Plan natychmiast się zmienił. Zamiast budować replikę Supervana, Andy kupił szczątki i rozpoczął spokojną odbudowę z oryginalnych komponentów. Wymagało to ogromnego nakładu pracy, ale nie tylko on się w to zaangażował.
Zaczęły do niego spływać nowe informacje. Rodziny osób zaangażowanych w pierwszą kampanię Supervana z 1971 r. udostępniały dokumenty, zdjęcia i stare nagrania Supervana, znalezione w zakurzonych archiwach i na strychach. Skarbnica dokumentów i dowodów z czasów jego świetności okazała się równie wyjątkowa, jak sam samochód.
Podobnie jak w 1973 r, Andy wprowadził kilka zmian, aby Supervan mógł przejść homologację na drogi publiczne. W latach siedemdziesiątych ubiegłego stulecia kierowca musiał być szczupły, aby zająć swoje miejsce, ponieważ szerokie koła i zmodyfikowane zawieszenie wymagały zamontowania tak odstających nadkoli, że uniemożliwiały one pełne otwarcie drzwi. Tym razem Andy miał dłuższą listę rzeczy do zrobienia, ale miał również pomoc:
„Moja najmłodsza córka jest inżynierem projektowania 3D. Kiedy zacząłem prowadzić prace, przeanalizowała wszystkie zgromadzone przeze mnie zdjęcia i wykorzystała swoje umiejętności, aby odtworzyć precyzyjnie trójwymiarowy obraz pojazdu, aż po ślady rdzy.”
Jako prawdopodobnie jedyna osoba na świecie, która dwukrotnie posiadała Supervana, Andy może zweryfikować kilka krążących legend na temat tego modelu.
„Jeden z największych mitów, że został zbudowany na Fordzie GT40 – nie ma wiele wspólnego z prawdą. Terry – autor pierwszego Supervana – trafił na uszkodzony przez pożar egzemplarz GT40 i wykorzystał części w Supervanie ” – mówi Andy.

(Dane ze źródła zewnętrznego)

use crate::logger::MonitorHandle;
use crate::model::{
    AlarmThresholds, Event, PlotData, Reading, StatusSnapshot, StoredMeasurement,
};
use crate::store::SqliteStore;
use axum::extract::ws::{Message, WebSocket, WebSocketUpgrade};
use axum::extract::{Query, State};
use axum::http::StatusCode;
use axum::response::{IntoResponse, Response};
use axum::routing::{get, post};
use axum::{Json, Router};
use serde::{Deserialize, Serialize};
use tokio::sync::broadcast;
use tracing::{debug, error, info};

#[derive(Clone)]
struct AppState {
    monitor: MonitorHandle,
    store: SqliteStore,
    events: broadcast::Sender<Event>,
}

#[derive(Debug, Deserialize)]
pub struct HistoryQuery {
    limit: Option<u32>,
}

#[derive(Debug, Deserialize)]
pub struct PlotQuery {
    points: Option<u32>,
}

#[derive(Debug, Deserialize)]
pub struct LoggingRequest {
    enabled: bool,
}

#[derive(Debug, Serialize)]
pub struct MeasurementsResponse {
    pub data: Vec<StoredMeasurement>,
    pub total: usize,
    pub limit: u32,
}

pub fn create_router(
    monitor: MonitorHandle,
    store: SqliteStore,
    events: broadcast::Sender<Event>,
) -> Router {
    let state = AppState {
        monitor,
        store,
        events,
    };

    Router::new()
        .route("/api/v1/reading/current", get(get_current_reading))
        .route("/api/v1/measurements", get(get_measurements))
        .route("/api/v1/plot", get(get_plot))
        .route("/api/v1/status", get(get_status))
        .route("/api/v1/logging", post(set_logging))
        .route("/api/v1/thresholds", post(set_thresholds))
        .route("/api/v1/unit", post(toggle_unit))
        .route("/ws", get(ws_upgrade))
        .with_state(state)
}

async fn get_current_reading(State(state): State<AppState>) -> Result<Json<Reading>, AppError> {
    Ok(Json(state.monitor.read_now().await?))
}

async fn get_measurements(
    State(state): State<AppState>,
    Query(params): Query<HistoryQuery>,
) -> Result<Json<MeasurementsResponse>, AppError> {
    let limit = params.limit.unwrap_or(10).min(1000);
    let data = state.store.get_last(limit).await?;

    Ok(Json(MeasurementsResponse {
        total: data.len(),
        data,
        limit,
    }))
}

async fn get_plot(
    State(state): State<AppState>,
    Query(params): Query<PlotQuery>,
) -> Result<Json<PlotData>, AppError> {
    let points = params.points.unwrap_or(10).min(1000);
    let rows = state.store.get_last(points).await?;

    Ok(Json(PlotData::from_measurements(&rows)))
}

async fn get_status(State(state): State<AppState>) -> Result<Json<StatusSnapshot>, AppError> {
    Ok(Json(state.monitor.snapshot().await?))
}

async fn set_logging(
    State(state): State<AppState>,
    Json(request): Json<LoggingRequest>,
) -> Result<StatusCode, AppError> {
    if request.enabled {
        state.monitor.enable_logging().await?;
    } else {
        state.monitor.disable_logging().await?;
    }

    Ok(StatusCode::NO_CONTENT)
}

async fn set_thresholds(
    State(state): State<AppState>,
    Json(thresholds): Json<AlarmThresholds>,
) -> Result<StatusCode, AppError> {
    state.monitor.set_thresholds(thresholds).await?;
    Ok(StatusCode::NO_CONTENT)
}

async fn toggle_unit(State(state): State<AppState>) -> Result<Json<serde_json::Value>, AppError> {
    let unit = state.monitor.toggle_unit().await?;
    Ok(Json(serde_json::json!({ "unit": unit })))
}

async fn ws_upgrade(ws: WebSocketUpgrade, State(state): State<AppState>) -> Response {
    ws.on_upgrade(move |socket| client_session(socket, state))
}

/// Serves one websocket client: answers "CR" (current reading) and "PD"
/// (plot data) text requests and forwards every monitor event.
async fn client_session(mut socket: WebSocket, state: AppState) {
    info!("New websocket connection");
    let mut events = state.events.subscribe();

    loop {
        tokio::select! {
            incoming = socket.recv() => {
                let Some(Ok(message)) = incoming else { break };
                let Message::Text(request) = message else { continue };

                match serve_request(&state, request.as_str()).await {
                    Ok(Some(reply)) => {
                        if socket.send(Message::Text(reply)).await.is_err() {
                            break;
                        }
                    }
                    Ok(None) => debug!("Unsupported websocket request: {}", request),
                    Err(e) => {
                        error!("Websocket request failed: {}", e);
                        break;
                    }
                }
            }
            event = events.recv() => {
                match event {
                    Ok(event) => {
                        let Ok(payload) = serde_json::to_string(&event) else { continue };
                        if socket.send(Message::Text(payload)).await.is_err() {
                            break;
                        }
                    }
                    Err(broadcast::error::RecvError::Lagged(skipped)) => {
                        debug!("Websocket client lagged, {} events dropped", skipped);
                    }
                    Err(broadcast::error::RecvError::Closed) => break,
                }
            }
        }
    }

    info!("Websocket connection closed");
}

async fn serve_request(state: &AppState, request: &str) -> anyhow::Result<Option<String>> {
    let reply = match request {
        "CR" => Some(serde_json::to_string(&state.monitor.read_now().await?)?),
        "PD" => {
            let rows = state.store.get_last(10).await?;
            Some(serde_json::to_string(&PlotData::from_measurements(&rows))?)
        }
        _ => None,
    };

    Ok(reply)
}

struct AppError(anyhow::Error);

impl IntoResponse for AppError {
    fn into_response(self) -> Response {
        error!("API error: {}", self.0);
        (
            StatusCode::INTERNAL_SERVER_ERROR,
            format!("Internal server error: {}", self.0),
        )
            .into_response()
    }
}

impl<E> From<E> for AppError
where
    E: Into<anyhow::Error>,
{
    fn from(err: E) -> Self {
        Self(err.into())
    }
}
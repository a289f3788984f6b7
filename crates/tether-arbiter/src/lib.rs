//! Cross-context single-instance arbitration.
//!
//! Every instance announces itself on a shared channel; the deterministic
//! [`announcement::judge`] rule decides which one may activate the backend.

pub mod announcement;
pub mod arbiter;

pub use announcement::{judge, InstanceAnnouncement, InstanceState, Verdict};
pub use arbiter::{ArbiterOptions, Arbitration, InstanceArbiter};
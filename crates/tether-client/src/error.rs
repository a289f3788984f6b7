use serde_json::json;
use thiserror::Error;
use tether_transport::TransportError;

use crate::envelope::Envelope;

/// Errors surfaced by [`crate::client::Client`] and its components.
#[derive(Debug, Error)]
pub enum ClientError {
    #[error("backend error {code}: {message}")]
    Backend { code: i64, message: String },
    #[error("method {0} is not supported")]
    Unsupported(&'static str),
    #[error("file {0} is not loaded")]
    FileNotLoaded(i64),
    #[error("file {file_id} is not loaded yet: {available} bytes available, {requested} requested")]
    NotLoadedYet {
        file_id: i64,
        available: u64,
        requested: u64,
    },
    #[error("blob store error: {0}")]
    Store(String),
    #[error("blob {0} is missing from the store")]
    BlobMissing(String),
    #[error("malformed envelope: {0}")]
    Malformed(String),
    #[error("backend unavailable: {0}")]
    BackendUnavailable(String),
    #[error("client is closed")]
    Closed,
    #[error(transparent)]
    Transport(#[from] TransportError),
    #[error("json error: {0}")]
    Json(#[from] serde_json::Error),
    #[error("configuration error: {0}")]
    Config(#[from] config::ConfigError),
}

impl From<rusqlite::Error> for ClientError {
    fn from(err: rusqlite::Error) -> Self {
        Self::Store(err.to_string())
    }
}

impl ClientError {
    /// Numeric code used when the error is reported as an `error` envelope.
    pub fn code(&self) -> i64 {
        match self {
            Self::Backend { code, .. } => *code,
            Self::Unsupported(_)
            | Self::FileNotLoaded(_)
            | Self::NotLoadedYet { .. }
            | Self::Malformed(_) => 400,
            Self::BlobMissing(_) => 404,
            Self::Config(_) => 422,
            Self::Closed | Self::BackendUnavailable(_) => 503,
            Self::Store(_) | Self::Transport(_) | Self::Json(_) => 500,
        }
    }

    /// Message used in the `error` envelope.
    pub fn message(&self) -> String {
        match self {
            Self::Backend { message, .. } => message.clone(),
            Self::Unsupported(_) => "Method is not supported".to_string(),
            other => other.to_string(),
        }
    }

    /// Whether the caller may retry once the download advances.
    pub fn is_cache_miss(&self) -> bool {
        matches!(self, Self::FileNotLoaded(_) | Self::NotLoadedYet { .. })
    }

    pub fn to_envelope(&self) -> Envelope {
        Envelope::from_fields(json!({
            "@type": "error",
            "code": self.code(),
            "message": self.message(),
        }))
        .unwrap_or_else(|_| Envelope::new("error"))
    }
}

Supervan nie został więc zbudowany na bazie Forda GT40, który wygrywał w Le Mans w latach 1966-1969, ale nie był też wyłącznie Transitem. Płyta podwozia pochodziła ze starszego samochodu wyścigowego Cooper Monaco, ale mechanicy teamu „Terry Drury Racing” musieli ją poszerzyć, aby pasowała do nadwozia Transita. Nadal widać miejsca, gdzie wspawano dodatkowe fragmenty. Chociaż pocięcie drogiego samochodu wyścigowego na części do Transita może wydawać się dziś szalone, jednak na początku lat siedemdziesiątych sprawy wyglądały inaczej.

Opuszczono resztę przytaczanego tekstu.